This post is part of the "Revisiting the Harry Potter videogames" series.
Revisiting the Harry Potter video games
gonvalhector - Monday, August 03, 2020
Back when I was a kid, like a lot of kids from my generation, I was obsessed with Harry Potter.
The yet to be finished book series, the movies, and most of all (being a kid that would have rather stayed inside playing his PS1 than go and play outside), the video games. They managed to feed my fantasy of being inside that magical world unlike any other medium.
I should point out that back then most licensed games that were published in a multi-platform fashion were developed by different studios, which resulted in each version of a game being entirely different despite being based on the same source material. This was the case for the video games based on the first three books.
I adored knowing that the PC version would be different from the sixth generation consoles version, which would be different from the Game Boy Advance version, and so on. The fact that I could traverse so many different versions of Hogwarts and get excited about the prospect of seeing different parts of it in a different version was a delight.
Growing up I remember I had the PC version of the first two games, the PS1 version of the Chamber of Secrets, the GBA version of Chamber of Secrets and Prisoner of Azkaban (but my cousins had Philosopher’s Stone and Goblet of Fire, so I played those to completion) and all the games that released for the Original Xbox. I don’t own all of these games anymore, so I treasure the ones I have left.
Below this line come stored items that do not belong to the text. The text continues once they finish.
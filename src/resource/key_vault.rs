use serde::{Deserialize, Serialize};

/// A key vault as listed by the key vault provider.
#[derive(Debug, Clone, Serialize, Deserialize)]
#[serde(rename_all = "camelCase")]
pub struct Vault {
    pub id: String,
    pub name: String,
    #[serde(default)]
    pub location: Option<String>,
    #[serde(default)]
    pub properties: Option<VaultProperties>,
}

#[derive(Debug, Clone, Default, Serialize, Deserialize)]
#[serde(rename_all = "camelCase")]
pub struct VaultProperties {
    /// Absent means the vault was created without purge protection.
    #[serde(default)]
    pub enable_purge_protection: Option<bool>,
}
Over the years I’ve played most of the games I missed growing up. But ever since Goblet of Fire most of the game adaptations tried to stay as close to a singular version as possible while trying to be much more like the movies, which was fine, but I pretty much knew what I was going to get with each version.
So I remember those first three adaptations very fondly, especially after the excitement and magic were lost a bit.
I didn’t own a whole lot of games as a kid, so I tended to buy games of franchises or IP’s I was already a fan of, or at least familiar with. And I would replay those games many many times.
And as familiar as I am with Harry Potter video game adaptations, it’s weird to me that I don’t know much at all about the development studios behind these games I love so much. With all that said, I’m going to start a series of posts related to reviewing/revisiting the video games from platform to platform, while shining some light on the developers that made them.
Hopefully it will be insightful, and I’ll gain some appreciation for the people behind these games.